Asheville is postponing its permanent police chief decision until later this year, keeping Jackie Stepp in the interim role while city leaders decide what kind of chief they want for a department still shaped by staffing pressures, downtown safety worries and public scrutiny.

City Manager D.K. Wesley, who was appointed in December 2025 and sworn in on January 8, 2026, was not rushed into a long-term pick as he settled into the job. Bo Hess, who chairs Asheville City Council’s Public Safety Committee, said officials wanted to give Wesley time to get established before making a decision that will shape the Asheville Police Department for years. The committee advises on police, fire, emergency preparedness and recovery-related public safety policy, making it one of the city’s most important forums for the debate now unfolding.

AI-generated illustration
AI-generated illustration

The delay leaves Stepp as the department’s day-to-day leader. She was named interim chief on November 21, 2025, the same day Mike Lamb retired after nearly 28 years with the department. Stepp has worked for APD since October 2005 and rose through the ranks from sergeant to lieutenant, captain and deputy chief. Her appointment followed another fast-moving transition at the top of APD: David Zack served as chief from February 2020 until his retirement announcement in December 2023, Lamb was appointed permanent chief on February 20, 2024, after serving as interim chief starting in December 2023, and then retired less than two years later.

That history is part of why the next hire matters so much. Asheville’s permanent chief will inherit a department that has been asked to show results on violent crime, rebuild staffing and maintain community trust. APD said violent crime declined 28% under Lamb, with 371 violent-crime incidents in 2025, the lowest total in four years. The department also reported 36 cadets in 2025, up from nine in 2023, a sign recruitment improved even as the city continued to manage a broader public safety transition.

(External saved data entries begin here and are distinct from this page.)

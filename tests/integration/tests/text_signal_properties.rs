use std::collections::BTreeSet;

use proptest::prelude::*;
use tau_thread_routing::{extract_keywords, AddressSignals, ExternalIdentityType};

proptest! {
    #[test]
    fn functional_keywords_are_bounded_distinct_and_long_enough(
        text in "[A-Za-z0-9 ,.!?'-]{0,200}",
        max_keywords in 0_usize..16,
    ) {
        let keywords = extract_keywords(&text, max_keywords);
        prop_assert!(keywords.len() <= max_keywords);
        let distinct = keywords.iter().collect::<BTreeSet<_>>();
        prop_assert_eq!(distinct.len(), keywords.len());
        for keyword in &keywords {
            prop_assert!(keyword.chars().count() >= 3);
            prop_assert!(text.to_lowercase().contains(keyword.as_str()));
        }
    }

    #[test]
    fn functional_address_signals_are_lowercase_and_deduplicated(
        text in "[A-Za-z0-9 ,.]{0,160}",
    ) {
        let signals = AddressSignals::extract(&text);
        for group in [&signals.street_addresses, &signals.cities, &signals.states] {
            let distinct = group.iter().collect::<BTreeSet<_>>();
            prop_assert_eq!(distinct.len(), group.len());
            for entry in group {
                prop_assert_eq!(entry, &entry.to_lowercase());
            }
        }
        prop_assert_eq!(signals.is_empty(), signals.keyword_count() == 0);
    }

    #[test]
    fn regression_email_normalization_is_idempotent(
        local in "[A-Za-z0-9._]{1,16}",
        domain in "[A-Za-z]{1,12}",
    ) {
        let raw = format!("  {local}@{domain}.Com ");
        if let Ok(normalized) = ExternalIdentityType::Email.normalize_value(&raw) {
            prop_assert_eq!(
                ExternalIdentityType::Email.normalize_value(&normalized).ok(),
                Some(normalized.clone())
            );
            prop_assert_eq!(normalized.clone(), normalized.to_lowercase());
        }
    }
}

The choice will also come as the city weighs how much continuity versus change it wants in police leadership. Asheville approved a $250.88 million city budget for FY2025 in June 2024 and adopted a $275.8 million FY2027 budget on June 9, 2026, underscoring how much is riding on stable public safety leadership. The city says APD remains CALEA-accredited and operates a 24/7 communications center at (828) 252-1110. For now, Asheville’s top police job remains in interim hands while city officials decide which criteria will matter most when the permanent pick is finally made.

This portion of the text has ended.